Und heute? Haben wir daraus gelernt?
Nicht nur, dass wir in Europa, im Nahen Osten und in viel zu vielen Regionen dieser Erde wieder endlose, brutale und zutiefst menschenverachtende Kriege erleben – mehr noch beunruhigt mich, dass radikales und nationalistisches Gedankengut erneut um sich greift und sich in Wahlergebnissen widerspiegelt. Dass in großen Nationen wieder Regierungschefs an der Macht sind, die nationale Interessen über alles andere stellen, deren Politik auf Selbstinszenierung beruht und die bereit sind, gesellschaftliche Fortschritte zurückzudrehen. Menschen, die nicht in ihr Weltbild passen, müssen erneut Angst haben.
All das erfüllt mich mit Sorge.
Aber ich habe auch Hoffnung. Diese Hoffnung speist sich aus genau solchen Momenten des Gedenkens wie dem heutigen.

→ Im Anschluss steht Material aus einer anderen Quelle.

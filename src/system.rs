use bitvec::prelude::{BitSlice, BitVec};
use bitvec::bitvec;
use rand::Rng;

use crate::energy::{Couplings, EnergyModel};
use crate::neighbors::{Neighborhood, StrideNeighbors};
use crate::spin::Spin;

/// Spin array plus the observables derived from it.
///
/// `energy` is a cache that the Monte Carlo engine moves along with accepted
/// flips; `recalculate_energy` rebuilds it from the spins alone.
#[derive(Clone, Debug)]
pub struct SpinSystem<N = StrideNeighbors> {
    spins: Vec<Spin>,
    model: EnergyModel<N>,
    active: Vec<usize>,
    energy: f64,
    magnetization: i64,
}

impl SpinSystem<StrideNeighbors> {
    /// Sorted spins addressed as a regular grid of `shape`.
    pub fn on_grid(spins: Vec<Spin>, shape: Vec<usize>, couplings: Couplings) -> Self {
        let topology = StrideNeighbors::new(shape, &spins);
        Self::new(spins, topology, couplings)
    }

    #[inline(always)]
    pub fn shape(&self) -> &[usize] {
        self.model.topology().shape()
    }
}

impl<N: Neighborhood> SpinSystem<N> {
    pub fn new(spins: Vec<Spin>, topology: N, couplings: Couplings) -> Self {
        let mut system = Self {
            spins,
            model: EnergyModel::new(topology, couplings),
            active: Vec::new(),
            energy: 0.0,
            magnetization: 0,
        };
        system.recalculate();
        system
    }

    #[inline(always)]
    pub fn size(&self) -> usize {
        self.spins.len()
    }

    #[inline(always)]
    pub fn spins(&self) -> &[Spin] {
        &self.spins
    }

    /// Indices of the active sites, ascending.
    #[inline(always)]
    pub fn active_indices(&self) -> &[usize] {
        &self.active
    }

    #[inline(always)]
    pub fn couplings(&self) -> &Couplings {
        self.model.couplings()
    }

    /// Cached effective Hamiltonian of the current configuration.
    #[inline(always)]
    pub fn energy(&self) -> f64 {
        self.energy
    }

    #[inline(always)]
    pub fn magnetization(&self) -> i64 {
        self.magnetization
    }

    /// Signed spin values, 0 for inactive sites.
    pub fn spin_values(&self) -> Vec<i8> {
        self.spins.iter().map(Spin::signed_value).collect()
    }

    /// Empty flip mask sized for this system.
    pub fn flip_mask(&self) -> BitVec {
        bitvec![0; self.size()]
    }

    /// Effective Hamiltonian with the listed sites hypothetically reversed.
    pub fn effective_hamiltonian(&self, flips: &[usize]) -> f64 {
        let mut mask = self.flip_mask();
        for &i in flips {
            mask.set(i, true);
        }
        self.effective_hamiltonian_masked(&mask)
    }

    #[inline(always)]
    pub fn effective_hamiltonian_masked(&self, flips: &BitSlice) -> f64 {
        self.model.effective_hamiltonian(&self.spins, flips)
    }

    pub fn reverse_spin(&mut self, spin: usize) {
        let s = &mut self.spins[spin];
        if !s.active {
            return;
        }
        s.reverse();
        self.magnetization += 2 * s.value as i64;
    }

    pub fn reverse_spins(&mut self, spins: impl IntoIterator<Item = usize>) {
        for spin in spins {
            self.reverse_spin(spin)
        }
    }

    /// Reverse `spins` and take `energy` as the new cached effective
    /// Hamiltonian.
    pub fn apply_flips(&mut self, spins: &[usize], energy: f64) {
        self.reverse_spins(spins.iter().copied());
        self.energy = energy;
    }

    pub fn set_all_spins(&mut self, direction: i8) {
        let value = if direction > 0 { 1 } else { -1 };
        for s in self.spins.iter_mut() {
            s.value = value;
        }
        self.recalculate();
    }

    /// Reverse each spin with probability 1/2.
    pub fn randomize(&mut self, rng: &mut impl Rng) -> usize {
        let mut flipped = 0;
        for s in self.spins.iter_mut() {
            if rng.gen_bool(0.5) {
                s.reverse();
                flipped += 1;
            }
        }
        self.recalculate();
        flipped
    }

    pub fn set_active(&mut self, spin: usize, active: bool) {
        self.spins[spin].active = active;
        self.recalculate();
    }

    pub fn recalculate_energy(&mut self) {
        self.energy = self.effective_hamiltonian_masked(&self.flip_mask());
    }

    pub fn recalculate_magnetization(&mut self) {
        self.magnetization = self.spins.iter().map(|s| s.signed_value() as i64).sum();
    }

    fn recalculate(&mut self) {
        self.active = self
            .spins
            .iter()
            .enumerate()
            .filter(|(_, s)| s.active)
            .map(|(i, _)| i)
            .collect();
        self.recalculate_magnetization();
        self.recalculate_energy();
    }
}

#[cfg(test)]
mod tests {
    use super::*;
    use approx::assert_relative_eq;
    use rand::rngs::StdRng;
    use rand::SeedableRng;

    fn chain(n: usize) -> SpinSystem {
        let spins = (0..n)
            .map(|i| Spin::new(vec![i as f64 / (n - 1) as f64]))
            .collect();
        SpinSystem::on_grid(
            spins,
            vec![n],
            Couplings {
                k: 1.0,
                h: 0.5,
                sigma: 0.0,
            },
        )
    }

    #[test]
    fn fresh_system_is_fully_magnetized() {
        let system = chain(4);
        assert_eq!(system.magnetization(), 4);
        assert_eq!(system.spin_values(), vec![1, 1, 1, 1]);
        // three bonds and four field terms
        assert_relative_eq!(system.energy(), -3.0 - 2.0);
    }

    #[test]
    fn reverse_tracks_magnetization() {
        let mut system = chain(4);
        system.reverse_spins([0, 2]);
        assert_eq!(system.magnetization(), 0);
        system.reverse_spin(0);
        assert_eq!(system.magnetization(), 2);
    }

    #[test]
    fn applied_flips_agree_with_hypothetical_ones() {
        let mut system = chain(5);
        let trial = system.effective_hamiltonian(&[1, 3]);
        system.apply_flips(&[1, 3], trial);

        let cached = system.energy();
        system.recalculate_energy();
        assert_relative_eq!(cached, system.energy(), epsilon = 1e-12);
    }

    #[test]
    fn inactive_sites_are_skipped() {
        let mut system = chain(4);
        system.set_active(1, false);

        assert_eq!(system.active_indices(), &[0, 2, 3]);
        assert_eq!(system.spin_values(), vec![1, 0, 1, 1]);
        assert_eq!(system.magnetization(), 3);

        system.reverse_spin(1);
        assert_eq!(system.magnetization(), 3);
    }

    #[test]
    fn set_all_and_randomize() {
        let mut system = chain(6);
        system.set_all_spins(-3);
        assert_eq!(system.magnetization(), -6);

        let mut rng = StdRng::seed_from_u64(7);
        let flipped = system.randomize(&mut rng);
        assert_eq!(system.magnetization(), -6 + 2 * flipped as i64);
    }
}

Dass Sie heute hier sind, dass Sie die Erinnerung wachhalten und uns mahnen, welche schrecklichen Folgen Nationalismus und Krieg haben. Welche Opfer sie fordern und welch unschätzbaren Wert Frieden besitzt. Das macht mir Mut.
Und es sollte uns allen Mut machen.
Lassen Sie uns heute gemeinsam erinnern – und lassen Sie uns an die Werte eines offenen Europas, an den Zusammenhalt und die Freundschaft unserer Nationen glauben. Lassen Sie uns diese Werte täglich mit Leben füllen: indem wir jungen Menschen ermöglichen, andere Länder und Kulturen zu entdecken, indem wir uns austauschen und offen bleiben für andere Meinungen, Lebensweisen und Ansichten, indem wir erkennen, dass Krieg, Hass und Zerstörung niemals die Antwort, sondern immer das größte menschliche Scheitern sind.
Ich danke Ihnen für Ihre Aufmerksamkeit.